# [TASK REQUIREMENTS]
Search each line below for "first", then return the lines where it appears.

# [MATERIAL SHOWN]
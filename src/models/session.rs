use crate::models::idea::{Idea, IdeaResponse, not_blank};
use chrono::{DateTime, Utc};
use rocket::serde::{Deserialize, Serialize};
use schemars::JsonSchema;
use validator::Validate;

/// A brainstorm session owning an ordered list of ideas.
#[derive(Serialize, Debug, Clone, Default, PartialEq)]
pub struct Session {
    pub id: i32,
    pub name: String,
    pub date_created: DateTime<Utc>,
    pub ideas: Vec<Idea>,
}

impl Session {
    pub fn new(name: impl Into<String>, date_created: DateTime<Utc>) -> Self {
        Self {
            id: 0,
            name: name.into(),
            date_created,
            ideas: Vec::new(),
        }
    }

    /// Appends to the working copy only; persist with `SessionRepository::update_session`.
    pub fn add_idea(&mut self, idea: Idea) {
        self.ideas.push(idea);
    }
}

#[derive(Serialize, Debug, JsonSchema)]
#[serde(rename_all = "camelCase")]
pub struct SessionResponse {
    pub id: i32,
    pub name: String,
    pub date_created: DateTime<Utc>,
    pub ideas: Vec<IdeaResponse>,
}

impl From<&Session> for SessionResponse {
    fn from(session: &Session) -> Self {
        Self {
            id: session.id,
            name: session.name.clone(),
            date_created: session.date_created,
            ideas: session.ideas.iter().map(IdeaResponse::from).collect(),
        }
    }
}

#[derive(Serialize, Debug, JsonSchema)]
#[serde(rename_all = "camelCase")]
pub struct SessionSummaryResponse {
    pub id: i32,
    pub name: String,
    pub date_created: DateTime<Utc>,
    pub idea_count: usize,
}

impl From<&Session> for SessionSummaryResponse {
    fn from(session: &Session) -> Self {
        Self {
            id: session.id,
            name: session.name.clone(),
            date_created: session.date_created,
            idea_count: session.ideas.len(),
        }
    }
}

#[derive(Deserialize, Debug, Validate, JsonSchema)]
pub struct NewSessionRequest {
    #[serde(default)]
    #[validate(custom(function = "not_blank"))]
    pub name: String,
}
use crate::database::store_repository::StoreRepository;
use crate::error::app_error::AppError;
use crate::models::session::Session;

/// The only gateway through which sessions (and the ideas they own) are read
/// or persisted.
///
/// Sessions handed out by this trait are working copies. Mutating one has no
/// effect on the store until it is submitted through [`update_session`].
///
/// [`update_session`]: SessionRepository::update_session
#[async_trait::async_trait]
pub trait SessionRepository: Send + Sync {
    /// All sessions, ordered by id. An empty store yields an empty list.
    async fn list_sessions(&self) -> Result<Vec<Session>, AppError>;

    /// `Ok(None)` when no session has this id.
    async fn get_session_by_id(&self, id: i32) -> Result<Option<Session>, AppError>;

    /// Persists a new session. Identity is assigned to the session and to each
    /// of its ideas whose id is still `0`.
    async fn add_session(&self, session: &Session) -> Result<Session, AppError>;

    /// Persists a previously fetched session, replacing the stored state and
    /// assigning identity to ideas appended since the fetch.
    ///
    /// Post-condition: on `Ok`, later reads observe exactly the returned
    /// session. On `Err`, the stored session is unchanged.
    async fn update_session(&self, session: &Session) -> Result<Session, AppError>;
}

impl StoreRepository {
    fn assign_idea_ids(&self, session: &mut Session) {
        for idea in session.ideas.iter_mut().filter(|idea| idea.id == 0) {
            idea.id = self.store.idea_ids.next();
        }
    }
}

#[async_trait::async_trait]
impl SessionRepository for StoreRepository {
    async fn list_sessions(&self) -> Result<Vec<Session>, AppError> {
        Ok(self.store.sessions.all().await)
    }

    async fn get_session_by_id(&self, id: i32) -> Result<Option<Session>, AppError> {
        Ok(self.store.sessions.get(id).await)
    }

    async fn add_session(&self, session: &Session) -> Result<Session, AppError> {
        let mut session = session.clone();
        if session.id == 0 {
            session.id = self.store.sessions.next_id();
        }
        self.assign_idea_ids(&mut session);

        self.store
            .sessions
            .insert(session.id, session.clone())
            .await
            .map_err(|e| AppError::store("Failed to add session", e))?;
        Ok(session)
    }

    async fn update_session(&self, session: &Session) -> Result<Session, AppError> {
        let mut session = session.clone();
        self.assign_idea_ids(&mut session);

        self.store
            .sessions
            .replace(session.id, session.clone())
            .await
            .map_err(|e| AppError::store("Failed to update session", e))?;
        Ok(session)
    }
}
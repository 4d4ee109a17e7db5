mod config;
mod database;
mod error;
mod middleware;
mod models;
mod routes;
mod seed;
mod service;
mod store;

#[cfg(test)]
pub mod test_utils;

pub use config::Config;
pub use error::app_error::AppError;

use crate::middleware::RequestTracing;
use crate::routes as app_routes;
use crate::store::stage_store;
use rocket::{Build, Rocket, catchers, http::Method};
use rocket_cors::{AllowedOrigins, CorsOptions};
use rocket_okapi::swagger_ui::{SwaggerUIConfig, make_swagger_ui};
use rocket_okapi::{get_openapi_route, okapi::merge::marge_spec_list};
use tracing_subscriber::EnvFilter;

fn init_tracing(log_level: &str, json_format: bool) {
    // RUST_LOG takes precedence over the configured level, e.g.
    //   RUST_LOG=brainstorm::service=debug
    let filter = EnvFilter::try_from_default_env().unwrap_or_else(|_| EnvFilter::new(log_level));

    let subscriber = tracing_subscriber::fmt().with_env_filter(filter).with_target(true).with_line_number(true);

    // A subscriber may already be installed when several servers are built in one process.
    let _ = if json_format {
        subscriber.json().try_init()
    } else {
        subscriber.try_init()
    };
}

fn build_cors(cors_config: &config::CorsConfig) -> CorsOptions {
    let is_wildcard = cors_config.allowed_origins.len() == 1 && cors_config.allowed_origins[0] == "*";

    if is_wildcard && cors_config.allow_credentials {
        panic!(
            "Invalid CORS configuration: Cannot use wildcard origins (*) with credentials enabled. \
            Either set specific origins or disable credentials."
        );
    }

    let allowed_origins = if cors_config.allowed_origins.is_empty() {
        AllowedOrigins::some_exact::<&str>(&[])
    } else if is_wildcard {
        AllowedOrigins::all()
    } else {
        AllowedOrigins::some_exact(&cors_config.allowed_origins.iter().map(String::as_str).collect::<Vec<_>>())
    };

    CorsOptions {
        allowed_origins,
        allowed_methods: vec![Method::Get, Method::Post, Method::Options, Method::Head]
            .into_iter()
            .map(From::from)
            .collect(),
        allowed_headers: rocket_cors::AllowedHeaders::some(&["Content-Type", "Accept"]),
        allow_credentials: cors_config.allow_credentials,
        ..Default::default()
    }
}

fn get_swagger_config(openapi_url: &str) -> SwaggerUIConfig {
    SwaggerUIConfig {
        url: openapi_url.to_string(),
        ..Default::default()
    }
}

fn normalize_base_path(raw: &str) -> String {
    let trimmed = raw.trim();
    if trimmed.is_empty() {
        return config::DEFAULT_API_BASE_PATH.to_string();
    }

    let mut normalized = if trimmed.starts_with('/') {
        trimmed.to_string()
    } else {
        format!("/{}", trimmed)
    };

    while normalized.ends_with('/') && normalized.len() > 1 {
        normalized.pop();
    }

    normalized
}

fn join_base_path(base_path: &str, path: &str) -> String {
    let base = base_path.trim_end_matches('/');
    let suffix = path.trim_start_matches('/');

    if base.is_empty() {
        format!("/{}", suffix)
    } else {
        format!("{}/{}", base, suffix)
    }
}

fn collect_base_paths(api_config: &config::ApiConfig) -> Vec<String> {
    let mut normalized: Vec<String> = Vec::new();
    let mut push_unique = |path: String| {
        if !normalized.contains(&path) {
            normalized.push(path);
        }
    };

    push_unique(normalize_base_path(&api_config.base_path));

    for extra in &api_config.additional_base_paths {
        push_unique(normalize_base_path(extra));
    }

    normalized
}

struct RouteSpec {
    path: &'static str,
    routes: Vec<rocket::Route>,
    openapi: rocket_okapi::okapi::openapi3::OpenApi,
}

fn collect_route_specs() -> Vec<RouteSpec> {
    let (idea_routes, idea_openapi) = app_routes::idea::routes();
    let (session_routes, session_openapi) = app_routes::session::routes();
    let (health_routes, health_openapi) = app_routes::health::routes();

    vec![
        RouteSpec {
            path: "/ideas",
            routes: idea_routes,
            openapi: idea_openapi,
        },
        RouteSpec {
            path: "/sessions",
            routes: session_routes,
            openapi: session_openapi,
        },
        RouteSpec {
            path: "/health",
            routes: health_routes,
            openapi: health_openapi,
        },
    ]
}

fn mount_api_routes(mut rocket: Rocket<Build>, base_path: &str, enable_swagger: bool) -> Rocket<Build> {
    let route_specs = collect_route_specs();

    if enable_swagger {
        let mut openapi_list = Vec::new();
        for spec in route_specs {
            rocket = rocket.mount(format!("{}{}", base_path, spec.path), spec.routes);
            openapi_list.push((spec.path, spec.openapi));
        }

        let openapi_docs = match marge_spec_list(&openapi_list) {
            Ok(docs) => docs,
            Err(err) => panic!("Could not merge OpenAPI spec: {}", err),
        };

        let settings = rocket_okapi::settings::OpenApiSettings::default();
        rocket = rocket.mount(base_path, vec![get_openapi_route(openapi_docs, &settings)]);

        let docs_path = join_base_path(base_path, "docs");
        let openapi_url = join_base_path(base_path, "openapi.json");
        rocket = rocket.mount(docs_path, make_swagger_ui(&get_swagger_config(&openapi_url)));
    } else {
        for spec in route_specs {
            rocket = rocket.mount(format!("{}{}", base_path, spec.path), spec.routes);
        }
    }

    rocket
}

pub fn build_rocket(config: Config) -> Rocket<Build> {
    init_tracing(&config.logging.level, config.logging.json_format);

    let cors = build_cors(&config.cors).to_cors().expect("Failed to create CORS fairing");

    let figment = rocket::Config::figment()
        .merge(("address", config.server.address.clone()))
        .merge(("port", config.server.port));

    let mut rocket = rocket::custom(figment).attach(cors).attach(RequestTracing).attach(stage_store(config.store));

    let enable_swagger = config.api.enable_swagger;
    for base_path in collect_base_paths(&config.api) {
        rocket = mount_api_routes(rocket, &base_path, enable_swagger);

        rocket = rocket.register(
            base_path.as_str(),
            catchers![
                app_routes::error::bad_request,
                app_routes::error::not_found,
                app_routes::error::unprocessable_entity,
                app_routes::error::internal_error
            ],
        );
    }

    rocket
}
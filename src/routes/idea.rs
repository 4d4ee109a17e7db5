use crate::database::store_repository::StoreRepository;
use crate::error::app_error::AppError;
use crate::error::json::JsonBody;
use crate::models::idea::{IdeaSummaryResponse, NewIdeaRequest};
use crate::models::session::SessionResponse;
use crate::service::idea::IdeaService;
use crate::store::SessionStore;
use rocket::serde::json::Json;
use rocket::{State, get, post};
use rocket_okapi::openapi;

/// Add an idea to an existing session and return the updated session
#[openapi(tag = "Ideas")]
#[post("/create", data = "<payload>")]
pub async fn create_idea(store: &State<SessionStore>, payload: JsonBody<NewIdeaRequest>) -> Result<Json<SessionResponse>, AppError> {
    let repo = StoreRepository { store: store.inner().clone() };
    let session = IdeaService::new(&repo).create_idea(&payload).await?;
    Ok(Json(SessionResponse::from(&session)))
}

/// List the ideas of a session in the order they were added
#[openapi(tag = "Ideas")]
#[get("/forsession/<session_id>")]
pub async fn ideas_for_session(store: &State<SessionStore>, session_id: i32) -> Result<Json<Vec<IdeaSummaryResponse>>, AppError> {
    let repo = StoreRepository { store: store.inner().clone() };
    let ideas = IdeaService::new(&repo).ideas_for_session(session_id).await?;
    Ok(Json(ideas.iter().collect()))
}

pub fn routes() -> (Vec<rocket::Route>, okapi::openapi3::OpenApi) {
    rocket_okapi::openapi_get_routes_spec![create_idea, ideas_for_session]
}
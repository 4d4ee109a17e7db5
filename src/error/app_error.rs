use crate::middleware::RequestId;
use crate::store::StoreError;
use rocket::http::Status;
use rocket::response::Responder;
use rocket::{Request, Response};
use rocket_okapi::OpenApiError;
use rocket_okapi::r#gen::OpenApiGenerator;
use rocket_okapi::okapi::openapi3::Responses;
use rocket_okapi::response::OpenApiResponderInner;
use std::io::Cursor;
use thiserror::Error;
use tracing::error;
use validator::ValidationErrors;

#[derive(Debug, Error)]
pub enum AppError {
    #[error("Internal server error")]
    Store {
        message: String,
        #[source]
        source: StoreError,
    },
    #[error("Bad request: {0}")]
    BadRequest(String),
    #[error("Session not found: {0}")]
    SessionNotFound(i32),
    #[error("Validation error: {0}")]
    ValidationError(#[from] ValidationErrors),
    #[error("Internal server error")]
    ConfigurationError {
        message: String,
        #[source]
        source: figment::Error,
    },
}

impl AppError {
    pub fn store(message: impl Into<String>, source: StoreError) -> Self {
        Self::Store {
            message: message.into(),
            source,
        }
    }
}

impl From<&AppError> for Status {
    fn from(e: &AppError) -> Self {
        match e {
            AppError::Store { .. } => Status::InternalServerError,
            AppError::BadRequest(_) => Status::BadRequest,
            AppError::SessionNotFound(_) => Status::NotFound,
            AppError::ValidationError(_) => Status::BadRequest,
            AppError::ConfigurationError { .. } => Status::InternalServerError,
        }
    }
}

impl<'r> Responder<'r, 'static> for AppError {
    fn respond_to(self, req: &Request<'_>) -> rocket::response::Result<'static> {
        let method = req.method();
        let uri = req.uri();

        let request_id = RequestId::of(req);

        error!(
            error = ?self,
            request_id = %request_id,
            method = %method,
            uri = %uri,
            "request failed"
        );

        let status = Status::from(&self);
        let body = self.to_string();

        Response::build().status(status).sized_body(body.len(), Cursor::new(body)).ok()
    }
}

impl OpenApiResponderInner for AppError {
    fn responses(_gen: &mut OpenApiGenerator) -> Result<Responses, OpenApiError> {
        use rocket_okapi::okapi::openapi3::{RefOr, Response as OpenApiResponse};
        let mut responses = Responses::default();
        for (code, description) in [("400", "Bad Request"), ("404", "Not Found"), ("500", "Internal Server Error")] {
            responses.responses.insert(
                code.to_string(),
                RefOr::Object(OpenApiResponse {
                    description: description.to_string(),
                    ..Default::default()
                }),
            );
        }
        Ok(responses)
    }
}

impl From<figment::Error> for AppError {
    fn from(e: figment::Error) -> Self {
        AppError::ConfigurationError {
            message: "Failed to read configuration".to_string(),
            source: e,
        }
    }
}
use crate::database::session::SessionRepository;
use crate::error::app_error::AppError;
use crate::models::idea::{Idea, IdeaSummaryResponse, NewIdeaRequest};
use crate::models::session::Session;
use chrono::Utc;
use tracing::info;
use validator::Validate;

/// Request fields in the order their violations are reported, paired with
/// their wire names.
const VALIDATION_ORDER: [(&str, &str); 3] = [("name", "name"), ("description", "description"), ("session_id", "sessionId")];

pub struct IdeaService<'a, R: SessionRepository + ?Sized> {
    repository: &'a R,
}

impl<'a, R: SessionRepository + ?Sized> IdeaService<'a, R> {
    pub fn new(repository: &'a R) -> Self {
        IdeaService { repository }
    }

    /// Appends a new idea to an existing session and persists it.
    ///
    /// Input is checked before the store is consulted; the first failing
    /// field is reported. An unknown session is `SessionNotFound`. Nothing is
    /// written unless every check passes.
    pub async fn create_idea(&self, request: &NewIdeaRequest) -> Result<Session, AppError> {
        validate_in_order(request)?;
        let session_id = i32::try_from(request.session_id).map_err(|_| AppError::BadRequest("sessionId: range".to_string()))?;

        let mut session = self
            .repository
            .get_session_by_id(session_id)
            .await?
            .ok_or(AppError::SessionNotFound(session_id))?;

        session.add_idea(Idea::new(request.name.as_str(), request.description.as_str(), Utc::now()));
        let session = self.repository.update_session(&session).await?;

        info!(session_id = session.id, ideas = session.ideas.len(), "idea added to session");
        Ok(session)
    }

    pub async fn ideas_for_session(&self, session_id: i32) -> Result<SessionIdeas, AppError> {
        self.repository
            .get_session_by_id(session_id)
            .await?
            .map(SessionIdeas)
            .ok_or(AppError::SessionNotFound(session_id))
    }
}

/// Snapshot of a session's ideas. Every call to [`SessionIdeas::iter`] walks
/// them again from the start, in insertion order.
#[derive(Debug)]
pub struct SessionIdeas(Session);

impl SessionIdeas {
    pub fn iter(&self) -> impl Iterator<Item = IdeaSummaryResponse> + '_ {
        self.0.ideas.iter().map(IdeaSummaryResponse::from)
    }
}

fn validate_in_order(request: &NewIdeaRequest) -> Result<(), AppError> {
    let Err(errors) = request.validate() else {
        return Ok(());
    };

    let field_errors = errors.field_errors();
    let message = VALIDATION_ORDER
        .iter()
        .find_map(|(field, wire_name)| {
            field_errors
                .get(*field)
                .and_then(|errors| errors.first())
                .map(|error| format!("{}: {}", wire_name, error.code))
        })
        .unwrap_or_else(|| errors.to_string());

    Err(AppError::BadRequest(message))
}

# [THE ANSWER]
    /// Input is checked before the store is consulted; the first failing
                .and_then(|errors| errors.first())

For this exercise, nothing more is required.